Finding God in Challenging Times

John 9:1-41

Amid this global COVID-19 pandemic, isolation and physical distancing are necessary to diminish the spread of the virus. In our time we can definitely understand the link between illness and isolation. In Jesus’ time, illness, and particularly something like blindness, was believed to be a punishment for the sins of one’s parents or ancestors. Thus, the question of the disciples to Jesus about the man born blind: “Who sinned this man or his parents?” Of course, Jesus’ answer is neither one; the very question misses the point. The man born blind would have been marginalized because his blindness was thought to be the product of divine punishment and so he would have been excluded from the normal network of social relations. We read that he had to beg for his livelihood. Like many other healing accounts, when Jesus heals this man he not only cures him physically but removes the reason for him to be excluded and isolated from his community. Jesus heals him and tells him to purify himself in the pool of Siloam so that he might be re-born into his community. 

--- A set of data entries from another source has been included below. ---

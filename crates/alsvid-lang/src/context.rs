//! Instruction collectors for circuit and test scopes.

use alsvid_ir::{Context, Instruction, challenge};

use crate::error::LangResult;

/// Collector handed to the body of a circuit scope.
///
/// Appending challenges the instruction under the circuit context, so
/// errors surface at the line that adds the offending instruction, not
/// at scope close.
#[derive(Debug)]
pub struct CircuitScope {
    instructions: Vec<Instruction>,
}

impl CircuitScope {
    pub(crate) fn new() -> Self {
        Self {
            instructions: vec![],
        }
    }

    /// Challenge and append one instruction.
    pub fn add(&mut self, instruction: Instruction) -> LangResult<&mut Self> {
        let challenged = challenge(&instruction, Some(Context::Circuit))?;
        self.instructions.push(challenged);
        Ok(self)
    }

    /// Challenge and append a block of instructions in order.
    pub fn add_all(
        &mut self,
        instructions: impl IntoIterator<Item = Instruction>,
    ) -> LangResult<&mut Self> {
        for instruction in instructions {
            self.add(instruction)?;
        }
        Ok(self)
    }

    /// The challenged instructions accepted so far, in append order.
    pub fn instructions(&self) -> &[Instruction] {
        &self.instructions
    }
}

/// Collector handed to the body of a test scope.
#[derive(Debug)]
pub struct TestScope {
    instructions: Vec<Instruction>,
}

impl TestScope {
    pub(crate) fn new() -> Self {
        Self {
            instructions: vec![],
        }
    }

    /// Challenge and append one instruction.
    pub fn add(&mut self, instruction: Instruction) -> LangResult<&mut Self> {
        let challenged = challenge(&instruction, Some(Context::Test))?;
        self.instructions.push(challenged);
        Ok(self)
    }

    /// The challenged instructions accepted so far, in append order.
    pub fn instructions(&self) -> &[Instruction] {
        &self.instructions
    }
}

In the narrative the man born blind is cured of his blindness but only gradually begins to see. When initially questioned by Jesus’ critics about who opened his eyes, the man responds rather journalistically by recounting the events as they happened, not even mentioning Jesus by name. When pressed his questioners ask, “what do you say about him?”  The man responds with the conviction: “He is a prophet.” His questioners react with a strong judgment against Jesus, calling him a sinner because he works on the Sabbath. Yet again they ask the man how is it that he now sees. Seemingly frustrated by their criticism of Jesus — and with firm conviction — the man says that Jesus is not a sinner but one who obeys and worships the true God of Israel and to whom God listens. The man’s questioners, those in power and authority, are scandalized that this poor beggar, a man born in sin else he would not have been blind, someone neither named nor vouched for by his own parents, would dare to teach them and so “they drove him out.” The man born blind, cured by Jesus, about to leave the isolation of his blindness behind, on the cusp of entering into social relationships, is driven out of the community he was never really a part of but longed to have a place. It is at this point, a low point for the man who has just been healed of his blindness, that Jesus seeks him out and finds him. In the brokenness and vulnerability of the man born blind, someone who has just gone from marginal to outcast, Jesus shares himself by revealing who he is: I am he, the one speaking to you is the Son of Man. Jesus chooses to reveal his true identity not to the powerful but to the outcast. Because of this intimate moment the man can finally answer the question that had been put to him throughout the narrative about the person who cured him. The man now sees who Jesus really is.   

In our Gospel selection today the man born blind, though he had a powerful experience of healing, is only gradually able to see God’s vivid presence in his midst in the person of Jesus Christ. In these days, weeks and even months ahead, many will experience the difficulty of isolation and loneliness, and be challenged to see the God who seeks us and finds us in our vulnerability and fear. But just as Jesus revealed God’s presence in his very person, maybe God’s presence reveals itself to us in the midst of this present crisis: in the selfless dedication of medical workers; in the store workers who ensure our access to food and other supplies; in neighbours who check in on the elderly or vulnerable; in our prayerful solidarity with those who are ill from the virus.